Why Does Indexing Numpy Arrays with Brackets and Commas Differ in Behavior

Why does indexing numpy arrays with brackets and commas differ in behavior?

This:

x[:, 1]

means "take all indices of x along the first axis, but only index 1 along the second".

This:

x[:][1]

means "take all indices of x along the first axis (so all of x), then take index 1 along the first axis of the result". You're applying the 1 to the wrong axis.

x[1][2] and x[1, 2] are only equivalent because indexing an array with an integer shifts all remaining axes towards the front of the shape, so the first axis of x[1] is the second axis of x. This doesn't generalize at all; you should almost always use commas instead of multiple indexing steps.

Difference between np.array[a:b, c:d] and np.array[a:b][c:d]

First of all, 2D ndarray can be sliced as a[row slice, col slice].
So, x[:2, 1:4] is to slice ndarray x based on both row slice ([:2) and column slice ([1:4]).

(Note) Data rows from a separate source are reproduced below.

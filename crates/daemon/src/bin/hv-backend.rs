// SPDX-License-Identifier: BUSL-1.1
// Copyright (c) 2026 Alfred Jean LLC

//! `hv-backend`: job store and crawler message bus, run under `hvd`.

use anyhow::Result;
use hv_daemon::{env, logging, Backend, BackendConfig};

#[tokio::main]
async fn main() -> Result<()> {
    let config = BackendConfig::from_env()?;
    let _guard = logging::init(&env::state_dir()?.join("logs"), "backend")?;

    let backend = Backend::new(config)?;
    if let Err(e) = backend.run(tokio::io::stdin(), tokio::io::stdout()).await {
        tracing::error!(error = %e, "backend failed");
        return Err(e.into());
    }
    Ok(())
}
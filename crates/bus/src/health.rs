// SPDX-License-Identifier: BUSL-1.1
// Copyright (c) 2026 Alfred Jean LLC

//! Heartbeat-based connection health.

use hv_core::ConnectionId;
use std::time::{Duration, Instant};

#[derive(Debug, Clone, Copy, PartialEq, Eq)]
pub struct HealthConfig {
    /// A connection is healthy only if a heartbeat arrived within this window.
    pub heartbeat_window: Duration,
    pub check_interval: Duration,
    /// Consecutive missed checks before the connection is declared dead.
    pub max_missed: u32,
}

impl Default for HealthConfig {
    fn default() -> Self {
        Self {
            heartbeat_window: Duration::from_secs(120),
            check_interval: Duration::from_secs(30),
            max_missed: 3,
        }
    }
}

#[derive(Debug, Clone, Copy, PartialEq, Eq)]
pub enum ConnectionRole {
    Crawler,
    Backend,
    Admin,
}

hv_core::simple_display! {
    ConnectionRole {
        Crawler => "crawler",
        Backend => "backend",
        Admin => "admin",
    }
}

/// Outcome of one periodic health check.
#[derive(Debug, Clone, Copy, PartialEq, Eq)]
pub enum Health {
    Healthy,
    Missed(u32),
    Dead,
}

/// Runtime record of one socket peer.
#[derive(Debug, Clone)]
pub struct Connection {
    pub id: ConnectionId,
    pub role: ConnectionRole,
    pub connected_at: Instant,
    pub last_heartbeat: Option<Instant>,
    pub active_jobs: u64,
    pub missed: u32,
}

impl Connection {
    pub fn new(role: ConnectionRole, now: Instant) -> Self {
        Self {
            id: ConnectionId::new(),
            role,
            connected_at: now,
            last_heartbeat: None,
            active_jobs: 0,
            missed: 0,
        }
    }

    pub fn record_heartbeat(&mut self, now: Instant, active_jobs: u64) {
        self.last_heartbeat = Some(now);
        self.active_jobs = active_jobs;
        self.missed = 0;
    }

    pub fn is_healthy(&self, now: Instant, config: &HealthConfig) -> bool {
        match self.last_heartbeat {
            Some(at) => now.saturating_duration_since(at) <= config.heartbeat_window,
            None => false,
        }
    }

    /// Run one periodic check. A check with no heartbeat during the last
    /// interval counts as missed. The connection is dead once `max_missed`
    /// checks in a row were missed and it is no longer healthy, so `Dead`
    /// never coexists with [`is_healthy`](Self::is_healthy).
    pub fn check(&mut self, now: Instant, config: &HealthConfig) -> Health {
        let reference = self.last_heartbeat.unwrap_or(self.connected_at);
        if now.saturating_duration_since(reference) < config.check_interval {
            self.missed = 0;
            return Health::Healthy;
        }
        self.missed = self.missed.saturating_add(1);
        if self.missed >= config.max_missed && !self.is_healthy(now, config) {
            Health::Dead
        } else {
            Health::Missed(self.missed)
        }
    }
}

#[cfg(test)]
#[path = "health_tests.rs"]
mod tests;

However, x[:2][1:4] is slice [:2] first, and then slice [1:4].
Thus, x[:2][1:4] is the same as x[1:2].

Why does NumPy advanced indexing yield different results for list of lists and numpy array?

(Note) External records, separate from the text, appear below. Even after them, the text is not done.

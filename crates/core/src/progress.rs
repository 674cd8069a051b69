// SPDX-License-Identifier: BUSL-1.1
// Copyright (c) 2026 Alfred Jean LLC

//! Structured progress and resume cursors for crawl jobs.

use chrono::{DateTime, Utc};
use serde::{Deserialize, Serialize};
use std::collections::BTreeMap;
use thiserror::Error;

/// Counts for a single entity kind (issues, commits, ...).
#[derive(Debug, Clone, Copy, Default, PartialEq, Eq, Serialize, Deserialize)]
pub struct EntityProgress {
    pub processed: u64,
    #[serde(default, skip_serializing_if = "Option::is_none")]
    pub total: Option<u64>,
}

/// Stored progress of a job.
#[derive(Debug, Clone, Default, PartialEq, Eq, Serialize, Deserialize)]
pub struct Progress {
    pub processed: u64,
    #[serde(default, skip_serializing_if = "Option::is_none")]
    pub total: Option<u64>,
    #[serde(default, skip_serializing_if = "BTreeMap::is_empty")]
    pub entities: BTreeMap<String, EntityProgress>,
}

/// Partial progress reported by the crawler. Absent fields keep their stored value.
#[derive(Debug, Clone, Default, PartialEq, Eq, Serialize, Deserialize)]
pub struct ProgressUpdate {
    #[serde(default, skip_serializing_if = "Option::is_none")]
    pub processed: Option<u64>,
    #[serde(default, skip_serializing_if = "Option::is_none")]
    pub total: Option<u64>,
    #[serde(default, skip_serializing_if = "BTreeMap::is_empty")]
    pub entities: BTreeMap<String, EntityProgress>,
}

#[derive(Debug, Clone, PartialEq, Eq, Error)]
pub enum ProgressError {
    #[error("processed ({processed}) exceeds total ({total})")]
    ProcessedExceedsTotal { processed: u64, total: u64 },

    #[error("{entity}: processed ({processed}) exceeds total ({total})")]
    EntityExceedsTotal { entity: String, processed: u64, total: u64 },
}

impl Progress {
    /// Apply a partial update, returning the merged progress.
    ///
    /// The merged result is checked as a whole: an update that only moves
    /// `processed` past a previously stored `total` is rejected too.
    pub fn merged(&self, update: &ProgressUpdate) -> Result<Progress, ProgressError> {
        let mut next = self.clone();
        if let Some(processed) = update.processed {
            next.processed = processed;
        }
        if let Some(total) = update.total {
            next.total = Some(total);
        }
        for (entity, counts) in &update.entities {
            next.entities.insert(entity.clone(), *counts);
        }
        next.check()?;
        Ok(next)
    }

    pub fn check(&self) -> Result<(), ProgressError> {
        if let Some(total) = self.total {
            if self.processed > total {
                return Err(ProgressError::ProcessedExceedsTotal {
                    processed: self.processed,
                    total,
                });
            }
        }
        for (entity, counts) in &self.entities {
            if let Some(total) = counts.total {
                if counts.processed > total {
                    return Err(ProgressError::EntityExceedsTotal {
                        entity: entity.clone(),
                        processed: counts.processed,
                        total,
                    });
                }
            }
        }
        Ok(())
    }

    /// Fraction complete in `[0, 1]`, when a total is known.
    pub fn ratio(&self) -> Option<f64> {
        match self.total {
            Some(0) => Some(1.0),
            Some(total) => Some(self.processed as f64 / total as f64),
            None => None,
        }
    }
}

impl From<ProgressUpdate> for Progress {
    fn from(update: ProgressUpdate) -> Self {
        Progress {
            processed: update.processed.unwrap_or(0),
            total: update.total,
            entities: update.entities,
        }
    }
}

/// Position within one entity stream.
#[derive(Debug, Clone, PartialEq, Eq, Serialize, Deserialize)]
#[serde(tag = "kind", rename_all = "snake_case")]
pub enum ResumeCursor {
    /// Offset pagination.
    Page { page: u64 },
    /// Keyset pagination token.
    After { token: String },
    /// Incremental crawl watermark.
    Since { at: DateTime<Utc> },
}

/// Resume cursors keyed by entity name.
#[derive(Debug, Clone, Default, PartialEq, Eq, Serialize, Deserialize)]
#[serde(transparent)]
pub struct ResumeState {
    cursors: BTreeMap<String, ResumeCursor>,
}

impl ResumeState {
    pub fn new() -> Self {
        Self::default()
    }

    pub fn with(mut self, entity: impl Into<String>, cursor: ResumeCursor) -> Self {
        self.cursors.insert(entity.into(), cursor);
        self
    }

    pub fn get(&self, entity: &str) -> Option<&ResumeCursor> {
        self.cursors.get(entity)
    }

    pub fn is_empty(&self) -> bool {
        self.cursors.is_empty()
    }

    pub fn len(&self) -> usize {
        self.cursors.len()
    }

    pub fn entities(&self) -> impl Iterator<Item = &str> {
        self.cursors.keys().map(String::as_str)
    }

    /// Last write wins per entity; entities missing from `newer` are kept.
    pub fn merge(&mut self, newer: ResumeState) {
        self.cursors.extend(newer.cursors);
    }
}

#[cfg(test)]
#[path = "progress_tests.rs"]
mod tests;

In the end it comes down to what is mentioned in https://stackoverflow.com/a/40599589/7919597

From numpy's indexing documentation:

In order to remain backward compatible with a common usage in Numeric,
basic slicing is also initiated if the selection object is any
non-ndarray sequence (such as a list) containing slice objects, the
Ellipsis object, or the newaxis object, but not for integer arrays or
other embedded sequences.

The example with the list triggers an undocumented part of the backward compatibility logic, as described in a comment in the source code:

/*
 * Sequences < NPY_MAXDIMS with any slice objects
 * or newaxis, Ellipsis or other arrays or sequences
 * embedded, are considered equivalent to an indexing
 * tuple. (`a[[[1,2], [3,4]]] == a[[1,2], [3,4]]`)
 */

How is it possible for Numpy to use comma-separated subscripting with `:`?

Define a simple class with a getitem, indexing method:

In [128]: class Foo():
     ...:     def __getitem__(self, arg):
     ...:         print(type(arg), arg)
     ...: 
In [129]: f = Foo()

And look at what different indexes produce:

In [130]: f[:]
<class 'slice'> slice(None, None, None)
In [131]: f[1:2:3]
<class 'slice'> slice(1, 2, 3)
In [132]: f[:, [1,2,3]]
<class 'tuple'> (slice(None, None, None), [1, 2, 3])
In [133]: f[:, :3]
<class 'tuple'> (slice(None, None, None), slice(None, 3, None))
In [134]: f[(slice(1,None),3)]
<class 'tuple'> (slice(1, None, None), 3)

For builtin classes like list, a tuple argument raises an error. But that's a class dependent issue, not a syntax one. numpy.ndarray accepts a tuple, as long as it's compatible with its shape.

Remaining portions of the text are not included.